Easter has always been fun for me. Dying eggs, Easter baskets, family dinners, all aspects of it. We’re a very family-oriented group of people and we spend as many holidays together as possible.
I can recall Easters from when I was a kid. At our grandparent’s houses. My brother and I leaving notes next to our empty baskets for the Easter bunny to sign to prove he was real. I think my favorite note I got back was the year it was signed with paw prints.
That Easter bunny sure was sneaky.
My cousins, brother and I would wait up as long as we could, but we could never seem to catch him.
I also love to think about dying eggs. My brother and I, always quite inventive with our colors, became masters at dying the two-tone eggs. He was also very good at leaving that one last egg that he could dip into the cup we mixed all the colors in at the end. Even though the egg always came out a muddy, ugly brown, it always seemed to be the favorite.
It also seemed to be the hardest to find when we hid them outside. I am not surprised though, because it looked so much like the ground.
This year it was a rather quiet Easter. Dying eggs with my sister and her friend and our grandmother, a quiet, small dinner. And yes, we still had our Easter baskets, not quite the lavish things they were when we were little, but still a fun and enjoyable little basket. There was even one made up for my brother in the hopes that he’d be able to come home. Unfortunately he wasn’t able to because of job requirements. My brother, who is in the Army, currently has a full-time position on the military funeral honor guard. He was unable to come home because of the funerals he had to take part in Sunday. Almost fitting that one of the first Easters I can remember being without him and it rained all day.
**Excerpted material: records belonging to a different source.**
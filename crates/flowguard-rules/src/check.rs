//! Byte-level entry points: size gate, decode, parse, validate.

use std::borrow::Cow;

use serde::Serialize;

use flowguard_parse::{parse_with, ParserConfig, Workflow};
use flowguard_types::{FlowguardError, Result};

use crate::validation::{Diagnostic, Validator};

/// Inputs larger than this are rejected without parsing.
pub const MAX_INPUT_BYTES: usize = 64 * 1024;

#[derive(Debug, Clone)]
pub struct CheckOptions {
    pub parser: ParserConfig,
    pub max_input_bytes: usize,
}

impl Default for CheckOptions {
    fn default() -> Self {
        Self {
            parser: ParserConfig::github_actions(),
            max_input_bytes: MAX_INPUT_BYTES,
        }
    }
}

/// Summary of a parsed document and the findings that did not reject it.
#[derive(Debug, Clone, PartialEq, Eq, Serialize)]
pub struct Report {
    pub workflow: String,
    pub jobs: usize,
    pub steps: usize,
    /// Non-fatal findings (warnings, informational), or every finding when
    /// produced by [`lint_source`].
    pub findings: Vec<Diagnostic>,
}

impl Report {
    fn new(workflow: &Workflow, findings: Vec<Diagnostic>) -> Self {
        Self {
            workflow: workflow.name.clone(),
            jobs: workflow.jobs.len(),
            steps: workflow.step_count(),
            findings,
        }
    }

    pub fn has_errors(&self) -> bool {
        self.findings.iter().any(Diagnostic::is_error)
    }
}

lazy_static::lazy_static! {
    static ref DEFAULT_VALIDATOR: Validator = Validator::default();
}

/// Boolean verdict with the GitHub Actions preset: `true` only when the
/// input is within size bounds, parses, and passes every rule.
pub fn accepts(data: &[u8]) -> bool {
    check_bytes(data, &CheckOptions::default(), &DEFAULT_VALIDATOR).is_ok()
}

fn decode<'a>(data: &'a [u8], options: &CheckOptions) -> Result<Cow<'a, str>> {
    if data.is_empty() || data.len() > options.max_input_bytes {
        return Err(FlowguardError::InputSize {
            size: data.len(),
            limit: options.max_input_bytes,
        });
    }
    Ok(String::from_utf8_lossy(data))
}

/// Reject empty or oversized input, decode lossily, then [`check_source`].
pub fn check_bytes(data: &[u8], options: &CheckOptions, validator: &Validator) -> Result<Report> {
    check_source(&decode(data, options)?, options, validator)
}

/// Byte-level counterpart of [`lint_source`], with the same size gate as
/// [`check_bytes`].
pub fn lint_bytes(data: &[u8], options: &CheckOptions, validator: &Validator) -> Result<Report> {
    lint_source(&decode(data, options)?, options, validator)
}

/// Parse and fail-fast validate a document.
pub fn check_source(source: &str, options: &CheckOptions, validator: &Validator) -> Result<Report> {
    let workflow = parse_with(source, &options.parser)?;
    let findings = validator.validate(&workflow)?;
    Ok(Report::new(&workflow, findings))
}

/// Parse and collect every finding. Only a syntax error fails the call.
pub fn lint_source(source: &str, options: &CheckOptions, validator: &Validator) -> Result<Report> {
    let workflow = parse_with(source, &options.parser)?;
    let findings = validator.lint(&workflow);
    Ok(Report::new(&workflow, findings))
}
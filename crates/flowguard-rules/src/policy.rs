//! Static configuration data consulted by the lint rules.
//!
//! Every whitelist, marker list and ceiling lives here so rules never embed
//! literals. [`Policy::github_actions`] reproduces the GitHub Actions preset;
//! a JSON policy file may override any subset of fields.

use serde::{Deserialize, Serialize};

use flowguard_types::Result;

/// Matches `name=value` assignments where the name suggests a credential and
/// the value looks like an inline token.
pub const DEFAULT_INLINE_SECRET_PATTERN: &str =
    r#"(password|token|key|secret)=['"]?[a-zA-Z0-9+/=]{10,}['"]?"#;

#[derive(Debug, Clone, PartialEq, Serialize, Deserialize)]
#[serde(default)]
pub struct Policy {
    /// A runner is accepted when its label contains any of these.
    pub runner_labels: Vec<String>,
    pub permission_scopes: Vec<String>,
    pub permission_levels: Vec<String>,
    /// Command substrings rejected outright.
    pub dangerous_commands: Vec<String>,
    /// A run command containing a download marker, a shell marker and a pipe
    /// is rejected.
    pub download_markers: Vec<String>,
    pub shell_markers: Vec<String>,
    /// Lowercased env-var name fragments that suggest a credential.
    pub secret_markers: Vec<String>,
    /// A suspected secret value is fine when it contains any of these.
    pub secret_reference_markers: Vec<String>,
    pub inline_secret_pattern: String,
    /// Expression contexts whose value is attacker-controlled.
    pub untrusted_contexts: Vec<String>,
    /// Action refs that name a branch rather than a tag or SHA.
    pub mutable_refs: Vec<String>,
    pub cache_actions: Vec<String>,
    pub artifact_upload_actions: Vec<String>,
    pub local_action_prefix: String,
    pub container_action_prefix: String,
    pub limits: Limits,
    /// Report multi-hop `needs` cycles. Off by default: only direct
    /// self-dependencies are rejected otherwise.
    pub detect_dependency_cycles: bool,
}

#[derive(Debug, Clone, PartialEq, Eq, Serialize, Deserialize)]
#[serde(default)]
pub struct Limits {
    /// Upper bound of the structural `timeout-minutes` range (0, max].
    pub max_timeout_minutes: i64,
    pub max_job_timeout_minutes: i64,
    pub max_steps_per_job: usize,
    pub max_jobs: usize,
    pub max_artifact_retention_days: i64,
}

impl Default for Limits {
    fn default() -> Self {
        Self {
            max_timeout_minutes: 600,
            max_job_timeout_minutes: 360,
            max_steps_per_job: 50,
            max_jobs: 20,
            max_artifact_retention_days: 90,
        }
    }
}

fn strings(items: &[&str]) -> Vec<String> {
    items.iter().map(|s| s.to_string()).collect()
}

impl Policy {
    /// Preset for GitHub Actions workflows.
    pub fn github_actions() -> Self {
        Self {
            runner_labels: strings(&["ubuntu-", "windows-", "macos-", "self-hosted"]),
            permission_scopes: strings(&[
                "actions",
                "checks",
                "contents",
                "deployments",
                "issues",
                "packages",
                "pages",
                "pull-requests",
                "repository-projects",
                "security-events",
                "statuses",
            ]),
            permission_levels: strings(&["read", "write", "none"]),
            dangerous_commands: strings(&[
                "rm -rf /",
                "sudo rm -rf",
                "del /s /q",
                "format c:",
                "mkfs",
                "dd if=/dev/zero",
            ]),
            download_markers: strings(&["curl"]),
            shell_markers: strings(&["bash"]),
            secret_markers: strings(&[
                "password",
                "passwd",
                "pwd",
                "secret",
                "token",
                "key",
                "api_key",
                "apikey",
                "auth",
                "credential",
            ]),
            secret_reference_markers: strings(&["${{", "secrets."]),
            inline_secret_pattern: DEFAULT_INLINE_SECRET_PATTERN.to_string(),
            untrusted_contexts: strings(&["github.event", "github.head_ref"]),
            mutable_refs: strings(&["main", "master", "develop"]),
            cache_actions: strings(&["actions/cache"]),
            artifact_upload_actions: strings(&["actions/upload-artifact"]),
            local_action_prefix: "./".into(),
            container_action_prefix: "docker://".into(),
            limits: Limits::default(),
            detect_dependency_cycles: false,
        }
    }

    /// Parse a JSON policy; absent fields keep their preset values.
    pub fn from_json(json: &str) -> Result<Self> {
        Ok(serde_json::from_str(json)?)
    }

    pub fn is_local_action(&self, uses: &str) -> bool {
        uses.starts_with(&self.local_action_prefix)
    }

    pub fn is_container_action(&self, uses: &str) -> bool {
        uses.starts_with(&self.container_action_prefix)
    }
}

impl Default for Policy {
    fn default() -> Self {
        Self::github_actions()
    }
}

#[cfg(test)]
mod tests {
    use super::*;

    #[test]
    fn partial_json_keeps_defaults() {
        let policy = Policy::from_json(r#"{"runner_labels": ["linux-arm"], "limits": {"max_jobs": 5}}"#)
            .unwrap();
        assert_eq!(policy.runner_labels, vec!["linux-arm"]);
        assert_eq!(policy.limits.max_jobs, 5);
        assert_eq!(policy.limits.max_steps_per_job, 50);
        assert_eq!(policy.permission_levels, vec!["read", "write", "none"]);
        assert!(!policy.detect_dependency_cycles);
    }

    #[test]
    fn invalid_json_is_an_error() {
        let err = Policy::from_json("{not json").unwrap_err();
        assert!(matches!(err, flowguard_types::FlowguardError::Json(_)));
    }

    #[test]
    fn action_prefix_helpers() {
        let policy = Policy::default();
        assert!(policy.is_local_action("./.github/actions/setup"));
        assert!(policy.is_container_action("docker://alpine:3.19"));
        assert!(!policy.is_local_action("actions/checkout@v4"));
    }

    #[test]
    fn policy_round_trips_through_json() {
        let policy = Policy::github_actions();
        let json = serde_json::to_string(&policy).unwrap();
        assert_eq!(Policy::from_json(&json).unwrap(), policy);
    }
}
impl<'a> Parser<'a> {
    fn workflow(&mut self) -> Result<Workflow> {
        let mut workflow = Workflow::default();
        while let Some(line) = self.cursor.next_line() {
            let Some((key, value)) = split_entry(line.text) else {
                self.skip_nested(line);
                continue;
            };
            match key {
                "name" => workflow.name = value,
                "on" => self.triggers(line, &value, &mut workflow.on),
                "permissions" => self.mapping(line, &value, &mut workflow.permissions),
                "jobs" => self.jobs(line, &mut workflow.jobs)?,
                "env" => self.mapping(line, &value, &mut workflow.env),
                other => {
                    tracing::trace!(key = other, line = line.number, "Skipping top-level key");
                    self.skip_nested(line);
                }
            }
        }
        Ok(workflow)
    }

    /// `on:` as a scalar, a flow list, a block list, or a mapping of events.
    /// Lines nested under an event become that event's raw value.
    fn triggers(&mut self, header: Line<'a>, inline: &str, on: &mut StringMap) {
        if !inline.is_empty() {
            for event in inline_list(inline) {
                on.insert(event, String::new());
            }
        }

        let mut event_indent = None;
        let mut current: Option<String> = None;
        while let Some(line) = self.cursor.next_line() {
            if ends_block(&line, &header) {
                self.cursor.unread();
                break;
            }
            let level = *event_indent.get_or_insert(line.indent);
            if line.indent > level {
                if let Some(raw) = current.as_ref().and_then(|event| on.get_mut(event)) {
                    if !raw.is_empty() {
                        raw.push('\n');
                    }
                    raw.push_str(line.text);
                }
                continue;
            }

            let (event, value) = if line.is_item() {
                (clean_value(item_content(line.text)), String::new())
            } else {
                match split_entry(line.text) {
                    Some((key, value)) => (key.to_string(), value),
                    None => (clean_value(line.text), String::new()),
                }
            };
            if event.is_empty() {
                continue;
            }
            on.insert(event.clone(), value);
            current = Some(event);
        }
    }

    /// Flat `key: value` mapping shared by `permissions`, `env` and `with`.
    fn mapping(&mut self, header: Line<'a>, inline: &str, map: &mut StringMap) {
        match flow_map(inline) {
            Some(pairs) => map.extend(pairs),
            None if !inline.is_empty() => {
                tracing::debug!(
                    line = header.number,
                    value = inline,
                    "Ignoring inline scalar where a mapping was expected"
                );
            }
            None => {}
        }

        let mut entry_indent = None;
        while let Some(line) = self.cursor.next_line() {
            if ends_block(&line, &header) {
                self.cursor.unread();
                break;
            }
            let level = *entry_indent.get_or_insert(line.indent);
            if line.indent > level {
                // nested values cannot be represented in a flat map
                continue;
            }
            if let Some((key, value)) = split_entry(line.text) {
                map.insert(key.to_string(), value);
            }
        }
    }

    fn jobs(&mut self, header: Line<'a>, jobs: &mut BTreeMap<String, Job>) -> Result<()> {
        while let Some(line) = self.cursor.next_line() {
            if line.indent <= header.indent {
                self.cursor.unread();
                break;
            }
            match split_entry(line.text) {
                Some((id, _)) => {
                    let job = self.job(line)?;
                    tracing::trace!(job = id, steps = job.steps.len(), "Parsed job");
                    jobs.insert(id.to_string(), job);
                }
                None => self.skip_nested(line),
            }
        }
        Ok(())
    }

    fn job(&mut self, header: Line<'a>) -> Result<Job> {
        let mut job = Job::default();
        let mut field_indent = None;
        while let Some(line) = self.cursor.next_line() {
            if line.indent <= header.indent {
                self.cursor.unread();
                break;
            }
            let level = *field_indent.get_or_insert(line.indent);
            if line.indent > level {
                continue;
            }
            let Some((key, value)) = split_entry(line.text) else {
                self.skip_nested(line);
                continue;
            };
            match key {
                "name" => job.name = non_empty(value),
                "runs-on" => {
                    job.runs_on = if value.is_empty() {
                        self.items(line).join(", ")
                    } else {
                        value
                    }
                }
                "timeout-minutes" => job.timeout_minutes = parse_int(key, &value, &line)?,
                "if" => job.if_condition = non_empty(self.scalar(line, value)),
                "needs" => {
                    job.needs = if value.is_empty() {
                        self.items(line)
                    } else {
                        inline_list(&value)
                    }
                }
                "permissions" => self.mapping(line, &value, &mut job.permissions),
                "env" => self.mapping(line, &value, &mut job.env),
                "steps" => job.steps = self.steps(line),
                other => {
                    tracing::trace!(key = other, line = line.number, "Skipping job key");
                    self.skip_nested(line);
                }
            }
        }
        Ok(job)
    }

    /// Dash-prefixed scalar items under `header`.
    fn items(&mut self, header: Line<'a>) -> Vec<String> {
        let mut items = Vec::new();
        while let Some(line) = self.cursor.next_line() {
            if ends_block(&line, &header) {
                self.cursor.unread();
                break;
            }
            if line.is_item() {
                let item = clean_value(item_content(line.text));
                if !item.is_empty() {
                    items.push(item);
                }
            }
        }
        items
    }

    fn steps(&mut self, header: Line<'a>) -> Vec<Step> {
        let mut steps = Vec::new();
        while let Some(line) = self.cursor.next_line() {
            if ends_block(&line, &header) {
                self.cursor.unread();
                break;
            }
            if line.is_item() {
                steps.push(self.step(line));
            } else {
                self.skip_nested(line);
            }
        }
        steps
    }

    fn step(&mut self, dash: Line<'a>) -> Step {
        let mut step = Step::default();
        let mut field_indent = None;

        let content = item_content(dash.text);
        if !content.is_empty() {
            let first = Line {
                number: dash.number,
                indent: dash.indent + 1 + indent_width(&dash.text[1..], self.tab_width),
                text: content,
            };
            field_indent = Some(first.indent);
            self.step_field(&mut step, first);
        }

        while let Some(line) = self.cursor.next_line() {
            if line.indent <= dash.indent {
                self.cursor.unread();
                break;
            }
            let level = *field_indent.get_or_insert(line.indent);
            if line.indent > level {
                continue;
            }
            self.step_field(&mut step, line);
        }
        step
    }

    fn step_field(&mut self, step: &mut Step, line: Line<'a>) {
        let Some((key, value)) = split_entry(line.text) else {
            self.skip_nested(line);
            return;
        };
        match key {
            "name" => step.name = non_empty(value),
            "uses" => step.uses = non_empty(value),
            "run" => step.run = non_empty(self.scalar(line, value)),
            "if" => step.if_condition = non_empty(self.scalar(line, value)),
            "with" => self.mapping(line, &value, &mut step.with),
            "env" => self.mapping(line, &value, &mut step.env),
            other => {
                tracing::trace!(key = other, line = line.number, "Skipping step key");
                self.skip_nested(line);
            }
        }
    }

    /// Resolve a field value, reading the following block when the value is
    /// a `|` or `>` block indicator.
    fn scalar(&mut self, line: Line<'a>, value: String) -> String {
        match block_style(&value) {
            Some(folded) => self.block_scalar(line, folded),
            None => value,
        }
    }

    fn block_scalar(&mut self, header: Line<'a>, folded: bool) -> String {
        let mut lines: Vec<Line<'a>> = Vec::new();
        while let Some(line) = self.cursor.next_raw() {
            if !line.is_blank() && line.indent <= header.indent {
                self.cursor.unread();
                break;
            }
            lines.push(line);
        }
        while lines.last().is_some_and(|l| l.is_blank()) {
            lines.pop();
        }

        let base = lines
            .iter()
            .filter(|l| !l.is_blank())
            .map(|l| l.indent)
            .min()
            .unwrap_or(0);
        let rendered: Vec<String> = lines
            .iter()
            .map(|l| {
                if l.is_blank() {
                    String::new()
                } else {
                    format!("{}{}", " ".repeat(l.indent - base), l.text)
                }
            })
            .collect();

        let mut out = String::new();
        for (i, text) in rendered.iter().enumerate() {
            if i > 0 {
                let joins_paragraph = folded && !text.is_empty() && !rendered[i - 1].is_empty();
                out.push(if joins_paragraph { ' ' } else { '\n' });
            }
            out.push_str(text);
        }
        out
    }

    /// Consume every line nested deeper than `header`.
    fn skip_nested(&mut self, header: Line<'a>) {
        while self.cursor.peek().is_some_and(|line| line.indent > header.indent) {
            self.cursor.next_line();
        }
    }
}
Although I missed my brother terribly, Sunday I couldn’t help but feel a sense of pride for him still. Being there to give such a service to the families going through such a hard thing on what is normally such a happy occasion. To me my brother truly is a hero, whether it is training, doing Judge Advocate General duties, or handing the perfectly folded flag to a grieving widow. My brother will forever in my eyes be a hero. Although I know he has a duty to his country, I hope he doesn’t have to miss to many more Easters with us, because I really need him to be here to dye eggs with me.